2 Mei 2012
Marcell menurunkan headphone-nya, mendengarkan dengan seksama apakah benar pintu kamarnya sedang diketuk dari luar atau hanya perasaannya saja. Ia menunggu beberapa detik, hingga ketukan yang tadi samar-samar ia dengar, terdengar lagi lebih jelas, baru bergerak dari meja belajarnya, kemudian berjalan ke arah pintu sambil menimbang-nimbang siapa yang ada di baliknya.
Tidak mungkin ibunya. Buat apa ibunya mengetuk dan menunggu pintu dibuka padahal jelas-jelas pintu tak dikunci.
Tak mungkin juga Willy. Sekarang sudah lewat jam sembilan malam, dan anak itu tak akan bisa keluar rumah. Sisa satu orang yang mungkin.
Dan benar saja saat membuka pintu, Marcell langsung mendapati Windy dengan baju piyamanya berdiri dengan senyum hambar.
“Ngapain?” tanya Marcell sinis.
“Mau bagi kue,” ucap Windy sambil mengangkat sepiring brownies yang ada di tangannya.
Wajah Marcell menekuk sebal, ia tahu brownies itu adalah brownies buatan ibunya yang ada di dalam kulkas, dan baru saja ia makan dua jam lalu. Meski tak bermaksud terang-terangan menunjukkan kekesalan tapi ekspresi wajahnya pasti terbaca jelas oleh Windy.

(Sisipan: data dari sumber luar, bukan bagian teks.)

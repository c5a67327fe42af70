// SPDX-License-Identifier: MIT OR Apache-2.0

//! Fixed system constants and their overridable configuration layer.
//!
//! The scheduling and allocation algorithms are all parameterized on a
//! [`DispatcherConfig`] rather than bare `const`s, so a `--config` file can adjust
//! the simulated system's capacity for experimentation while the compiled-in
//! [`Default`] matches the fixed baseline constants exactly.

use serde::Deserialize;

/// The lowest (worst) user-job priority class; also the number of feedback queues.
pub const LOWEST_PRIORITY: u32 = 3;

/// System-wide resource and memory configuration.
///
/// All fields default to the system's fixed baseline capacities. Loading a TOML
/// file only needs to set the fields it wants to change; the rest fall back to
/// [`Default::default`].
#[derive(Debug, Clone, Copy, PartialEq, Eq, Deserialize)]
#[serde(default)]
pub struct DispatcherConfig {
    /// Total simulated memory, in megabytes.
    pub available_memory: u32,
    /// Memory, in megabytes, that must remain findable as a single free block at all
    /// times so a future real-time arrival can always admit.
    pub reserved_memory: u32,
    /// Total printer units in the system.
    pub available_printers: u32,
    /// Total scanner units in the system.
    pub available_scanners: u32,
    /// Total modem units in the system.
    pub available_modems: u32,
    /// Total CD-drive units in the system.
    pub available_cds: u32,
    /// Wall-clock milliseconds paced at the end of every tick.
    pub tick_millis: u64,
}

impl Default for DispatcherConfig {
    fn default() -> Self {
        Self {
            available_memory: 1024,
            reserved_memory: 64,
            available_printers: 2,
            available_scanners: 1,
            available_modems: 1,
            available_cds: 2,
            tick_millis: 1000,
        }
    }
}

impl DispatcherConfig {
    /// Parses a [`DispatcherConfig`] override from TOML text, falling back to
    /// [`Default::default`] for any field the document omits.
    pub fn from_toml_str(text: &str) -> Result<Self, toml::de::Error> {
        toml::from_str(text)
    }
}

#[cfg(test)]
mod tests {
    use super::*;

    mod defaults {
        use super::*;

        #[test]
        fn default_matches_spec_constants() {
            let cfg = DispatcherConfig::default();
            assert_eq!(cfg.available_memory, 1024);
            assert_eq!(cfg.reserved_memory, 64);
            assert_eq!(cfg.available_printers, 2);
            assert_eq!(cfg.available_scanners, 1);
            assert_eq!(cfg.available_modems, 1);
            assert_eq!(cfg.available_cds, 2);
            assert_eq!(LOWEST_PRIORITY, 3);
        }
    }

    mod overrides {
        use super::*;

        #[test]
        fn partial_override_keeps_remaining_defaults() {
            let cfg = DispatcherConfig::from_toml_str("available_memory = 256\n").unwrap();
            assert_eq!(cfg.available_memory, 256);
            assert_eq!(cfg.reserved_memory, 64);
            assert_eq!(cfg.available_printers, 2);
        }
    }
}
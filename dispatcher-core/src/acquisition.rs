// SPDX-License-Identifier: MIT OR Apache-2.0

//! All-or-nothing memory + resource acquisition, with rollback on partial failure.

use crate::dispatcher::Dispatcher;
use crate::process::ProcessId;
use crate::resources::ResourceKind;

/// Attempts to bind memory and every declared resource to `id`, atomically.
///
/// On success the process holds its memory block and resource units (even before it is
/// dispatched, for user jobs admitted into a feedback queue). On any failure, every
/// partial holding acquired during this attempt is released and `false` is returned;
/// the caller decides what to do next (defer and retry, or destroy for real-time jobs).
pub fn acquire(disp: &mut Dispatcher, id: ProcessId) -> bool {
    // Defensive: release any holdings the process already has before trying again.
    release_holdings(disp, id);

    let mbytes = disp.process(id).mbytes;
    if mbytes > 0 {
        match disp.memory.allocate(mbytes) {
            Ok(block) => disp.process_mut(id).memory_holding = Some(block),
            Err(_) => return false,
        }
    }

    let is_real_time = disp.process(id).is_real_time();
    if !is_real_time && disp.memory.largest_free() < disp.config.reserved_memory {
        // The reservation rule is a soft admission control: it only requires that one
        // contiguous RESERVED_MEMORY-sized block remain somewhere, not a partition.
        release_holdings(disp, id);
        return false;
    }

    let wants = {
        let p = disp.process(id);
        [
            (ResourceKind::Printer, p.num_printers),
            (ResourceKind::Scanner, p.num_scanners),
            (ResourceKind::Modem, p.num_modems),
            (ResourceKind::Cd, p.num_cds),
        ]
    };
    for (kind, count) in wants {
        for _ in 0..count {
            match disp.resources.acquire(kind, id) {
                Ok(unit) => disp.process_mut(id).resource_holding.push(unit),
                Err(_) => {
                    release_holdings(disp, id);
                    return false;
                }
            }
        }
    }

    true
}

/// Releases whatever memory and resources `id` currently holds, without destroying the
/// descriptor itself.
fn release_holdings(disp: &mut Dispatcher, id: ProcessId) {
    if let Some(block) = disp.process_mut(id).memory_holding.take() {
        disp.memory.release(block);
    }
    disp.process_mut(id).resource_holding.clear();
    disp.resources.release_all(id);
}

#[cfg(test)]
mod tests {
    use super::*;
    use crate::config::DispatcherConfig;

    fn spawn(disp: &mut Dispatcher, priority: u32, mbytes: u32) -> ProcessId {
        disp.spawn_descriptor(vec!["sigtrap".into()], 0, priority, 5, mbytes, 0, 0, 0, 0)
    }

    mod reservation_guard {
        use super::*;

        #[test]
        fn acquire_succeeds_with_sufficient_capacity() {
            let mut disp = Dispatcher::new(DispatcherConfig::default());
            let p = spawn(&mut disp, 1, 100);
            assert!(acquire(&mut disp, p));
            assert!(disp.process(p).memory_holding.is_some());
        }

        #[test]
        fn acquire_rolls_back_memory_on_reservation_violation() {
            // After allocating 1000 MB out of 1024, only 24 MB remain free: below the 64 MB
            // reservation, so a non-real-time job must be rejected and rolled back.
            let mut disp = Dispatcher::new(DispatcherConfig::default());
            let p = spawn(&mut disp, 1, 1000);
            assert!(!acquire(&mut disp, p));
            assert!(disp.process(p).memory_holding.is_none());
            assert_eq!(disp.memory.largest_free(), 1024);
        }

        #[test]
        fn real_time_job_is_exempt_from_reservation_rule() {
            let mut disp = Dispatcher::new(DispatcherConfig::default());
            let p = spawn(&mut disp, 0, 1000);
            assert!(acquire(&mut disp, p));
        }
    }

    mod rollback {
        use super::*;

        #[test]
        fn acquire_rolls_back_memory_on_resource_exhaustion() {
            let mut disp = Dispatcher::new(DispatcherConfig::default());
            let p = disp.spawn_descriptor(vec!["sigtrap".into()], 0, 1, 5, 10, 0, 2, 0, 0); // only 1 scanner exists
            assert!(!acquire(&mut disp, p));
            assert!(disp.process(p).memory_holding.is_none());
            assert_eq!(disp.memory.largest_free(), 1024);
        }

        #[test]
        fn acquire_then_release_all_restores_pool_state() {
            let mut disp = Dispatcher::new(DispatcherConfig::default());
            let p = spawn(&mut disp, 1, 10);
            assert!(acquire(&mut disp, p));
            let before = disp.resources.check(ResourceKind::Printer).is_some();
            release_holdings(&mut disp, p);
            assert_eq!(disp.resources.check(ResourceKind::Printer).is_some(), before);
        }
    }
}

Hatinya masih diliputi kesal dan kecewa atas kejadian di perkemahan. Dirinya dan Windy bahkan sama sekali tidak mengobrol pada hari kedua dan bahkan pulang terpisah. Tak ada kontak atau pertemuan, keesokan harinya sampai hari ini Marcell disibukkan dengan kompetisi Olimpiade Sains. Windy juga tak mengirimkan chat atau menanyakan kabar.
Dan hari ini, saat ia benar-benar lelah dan tak ingin berdebat, Windy malah muncul begitu saja dengan ekspresi tak berdosa. Gelagatnya seperti menyiratkan kejadian yang sebelumnya tak perlu dijadikan masalah. Seakan penyebab pertengkaran mereka sudah selesai dibahas, dan dianggap sebagai salah satu, dari sekian banyak, perdebatan tak berarti yang mereka lakukan sejak kecil.
Tapi Marcell tak bisa melakukannya, semua masalah itu masih mengganjal di hati. Belum lagi setelah apa yang sudah ia katakan, di hari kedua Windy dan Michael malah makin lengket. Bagaimana dirinya tak kesal? Memikirkan Windy berarti sungguh-sungguh saat mengatakan mereka harus urusan masing-masing.
Jadi sekarang Marcell kini sanggup menunjukkan respon pura-pura. Segala usaha untuk tampak tenang luruh bersama napas berat yang tak bisa dia sembunyikan.
“Lu mau ngapain?” ulangnya lagi, terang-terangan menunjukkan ketidaknyamanannya dan menyudutkan kehadiran Windy.
Lagi-lagi juga, Windy mengangkat sepiring brownies di tangannya dan mengatakan, “Mau makan kue,” dengan suara bergetar.
Marcell menegaskan tatapan, sepertinya karena sejak tadi terlalu fokus pada perasaannya sendiri, ada yang luput dari perhatiannya.
Mata Windy kelihatan seperti permukaan air yang tenang tapi dalamnya penuh pusaran gejolak. Ekspresi kasar Marcell pun mulai melembut, ia menundukkan sedikit kepalanya agar tatapannya berada di level yang sama dengan Windy, meneliti wajah Windy lekat-lekat, tak membiarkan ada satupun gerakan kecil yang terlewat.
“Kenapa?” tanyanya lagi, kali ini nada suaranya berubah seratus delapan puluh derajat, dari yang sebelumnya sinis menjadi rendah dan menenangkan.
Kedua mata Windy berkedip lambat, bibirnya mulai bergetar dan rahangnya mengejang. Nafasnya mulai kelihatan tak beraturan.
Marcell sadar ada yang tak beres, dan ia tahu ini bukan waktunya untuk membahas masalah kemarin apalagi membahas perasaannya. Windy sedang tak baik-baik saja dan ia harus tahu ada apa.
Tangannya terulur, menarik tangan Windy, membawanya masuk ke dalam kamar dan menutup pintu dengan tangan satunya. Ia menggandeng Windy sampai ke tempat tidur, mendudukkannya di ujung kasur, kemudian mengambil kursi belajarnya dan menariknya agar mereka duduk berhadapan.
“Kenapa?” tanya Marcell lagi dengan kelembutan yang paling lembut yang pernah ia tunjukkan.
Di balik bulu mata Windy yang bergetar, tersimpan air mata yang berusaha mengalir.